Isle Royale National Park reintroduction?
New study suggests lynx may once again do well at site
LANSING — Can the Canada lynx return to Isle Royale and survive there?
The most likely answer is “yes,” according to a new study of the feasibility of reintroducing a predator that’s been gone from the national park in Lake Superior since the 1930s.
There is a high potential for a successful lynx reintroduction to Isle Royale if the animals are appropriately monitored and managed, according to a research team from the National Park Service and the University of Minnesota Duluth. Most likely they’d be brought in from Ontario.
Bringing back the lynx means “Isle Royale could continue its long and storied tradition as a site that leads to a better understanding of wildlife ecology and conservation,” the study said.
Wolves, which are currently the top-tier predator species on the island, arrived there in 1949. Since then they have been decimated by inbreeding, disease and harsh winters. With only two wolves now believed to be surviving, there’s ongoing debate about whether the Park Service should relocate wolves onto the island.
“The wolf plan/environmental impact statement in still in progress. We expect to have the final decision late this fall or early winter,” said Elizabeth Valencia, the Isle Royale National Park cultural historian. “The preferred alternative, identified in the public review draft earlier this year, is to bring in wolves.”
Daniel Licht, the lead author of the new study and a Park Service regional wildlife biologist, said conflicts between wolves and lynx on the island are unlikely because they eat different animals. Wolves eat moose and deer while lynx prefer snowshoe hares and sometimes squirrels.
The two species coexist in arboreal forests — dense, lush wooded areas with mature tree canopies — in other parts of North America, including Canada and Alaska, he said.
A 2016 Park Service feasibility study reported, “Wolves are likely dominant over lynx. However, the degree and type of interaction between the two species is mostly unknown and probably negligible.”
Whether the Park Service should reintroduce the lynx is a separate question for scientists, natural resource managers and policy makers.
The study estimated that the island could support about 30 lynx, based on its population of snowshoe hares. Other research estimated that the island could support as many as 44 lynx.

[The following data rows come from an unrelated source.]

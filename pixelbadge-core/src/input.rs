//! Button press interpretation
//!
//! Turns the sampled level of a single button into short and long presses.
//! A long press fires while the button is still held, once; the release that
//! follows it does not also count as a short press.

use crate::time::elapsed_ms;

/// Interpreted button gesture
#[derive(Debug, Clone, Copy, PartialEq, Eq)]
#[cfg_attr(feature = "defmt", derive(defmt::Format))]
pub enum Press {
    /// Released before the long-press threshold
    Short,
    /// Held past the long-press threshold
    Long,
}

#[derive(Debug, Clone)]
#[cfg_attr(feature = "defmt", derive(defmt::Format))]
pub struct PressDetector {
    long_press_ms: u32,
    pressed_at: Option<u32>,
    long_press_handled: bool,
    suppressed: bool,
}

impl PressDetector {
    pub fn new(long_press_ms: u32) -> Self {
        Self {
            long_press_ms,
            pressed_at: None,
            long_press_handled: false,
            suppressed: false,
        }
    }

    /// Ignore the current hold entirely, until the button is released
    pub fn suppress_until_release(&mut self) {
        self.suppressed = true;
        self.pressed_at = None;
        self.long_press_handled = false;
    }

    /// Feed one sample of the button level
    pub fn update(&mut self, pressed: bool, now_ms: u32) -> Option<Press> {
        if self.suppressed {
            if !pressed {
                self.suppressed = false;
            }
            return None;
        }

        match (pressed, self.pressed_at) {
            (true, None) => {
                self.pressed_at = Some(now_ms);
                self.long_press_handled = false;
                None
            }
            (true, Some(start)) => {
                if !self.long_press_handled && elapsed_ms(now_ms, start) >= self.long_press_ms {
                    self.long_press_handled = true;
                    Some(Press::Long)
                } else {
                    None
                }
            }
            (false, Some(start)) => {
                self.pressed_at = None;
                let handled = core::mem::replace(&mut self.long_press_handled, false);
                // Crossed the threshold between samples; not a short press
                if handled || elapsed_ms(now_ms, start) >= self.long_press_ms {
                    None
                } else {
                    Some(Press::Short)
                }
            }
            (false, None) => None,
        }
    }
}

#[cfg(test)]
mod tests {
    use super::*;

    fn run(detector: &mut PressDetector, samples: &[(bool, u32)]) -> heapless::Vec<Press, 8> {
        samples
            .iter()
            .filter_map(|&(pressed, now)| detector.update(pressed, now))
            .collect()
    }

    #[test]
    fn test_short_press_on_release() {
        let mut d = PressDetector::new(700);
        let presses = run(&mut d, &[(true, 0), (true, 300), (false, 690)]);
        assert_eq!(&presses[..], &[Press::Short]);
    }

    #[test]
    fn test_release_past_threshold_is_not_short() {
        let mut d = PressDetector::new(700);
        assert_eq!(d.update(true, 0), None);
        assert_eq!(d.update(true, 695), None);
        assert_eq!(d.update(false, 705), None);
        // Detector is ready for the next press
        assert_eq!(d.update(true, 1000), None);
        assert_eq!(d.update(false, 1100), Some(Press::Short));
    }

    #[test]
    fn test_long_press_fires_once_while_held() {
        let mut d = PressDetector::new(700);
        assert_eq!(d.update(true, 0), None);
        assert_eq!(d.update(true, 699), None);
        assert_eq!(d.update(true, 700), Some(Press::Long));
        assert_eq!(d.update(true, 2000), None);
        // Release after long press is not a short press
        assert_eq!(d.update(false, 2100), None);
        // Next press starts fresh
        assert_eq!(d.update(true, 3000), None);
        assert_eq!(d.update(false, 3100), Some(Press::Short));
    }

    #[test]
    fn test_suppressed_hold_is_ignored() {
        let mut d = PressDetector::new(700);
        d.suppress_until_release();
        assert_eq!(d.update(true, 0), None);
        assert_eq!(d.update(true, 5000), None);
        assert_eq!(d.update(false, 5100), None);
        assert_eq!(d.update(true, 6000), None);
        assert_eq!(d.update(false, 6100), Some(Press::Short));
    }

    #[test]
    fn test_press_across_tick_wrap() {
        let mut d = PressDetector::new(700);
        let start = u32::MAX - 100;
        assert_eq!(d.update(true, start), None);
        assert_eq!(d.update(true, start.wrapping_add(50)), None);
        assert_eq!(d.update(true, start.wrapping_add(700)), Some(Press::Long));
    }
}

Because 99 percent of Isle Royale is a federally designated wilderness where motorized vehicles, hunting and trapping are banned, lynx wouldn’t be at risk of death from hunters or collisions with motor vehicles, according to the study published in “Natural Areas Journal.”
That contrasts with the experience in Colorado, where lynx were reintroduced in 1997. There, firearms and vehicles are blamed for 32 percent of known lynx deaths. Plague — a disease absent from Isle Royale — caused 7 percent of the known deaths.
Caribou and lynx were originally the largest mammals on the island, but caribou were wiped out in the 1920s. Another predator, the coyote, colonized the island in the 1900s but disappeared in the 1950s.
Moose colonized Isle Royale in 1909, and the most recent survey by Michigan Technical University estimated their number at 1,600.
The new study said the island’s former lynx population may never have been self-supporting but could have sustained itself as more migrated across the ice bridges from the mainland, improving genetic diversity.
It’s unlikely but not impossible that lynx would be able to return to the island without human intervention, the study said. That’s because ice bridges between Isle Royale and the Minnesota shoreline about 14 miles away are significantly less common than in the past, although there was one in 2015.
In fact, Licht said, there have been occasional reported lynx sightings since the 1940s, most likely animals that arrived over ice bridges but either returned the same way or died on the island.
If lynx were brought back, periodic introduction of additional animals might still be necessary to maintain viability of the population the study said.
According to the study, introduction of one male and one female every 10 years would dramatically increase the probability of the species’ long-term survival there and reduce inbreeding.
That makes “intuitive biological sense,” the researchers wrote, but added that such a timetable should change if monitoring finds undesirable levels of genetic diversity. If that happened, more lynx brought in from the mainland could refresh the gene pool.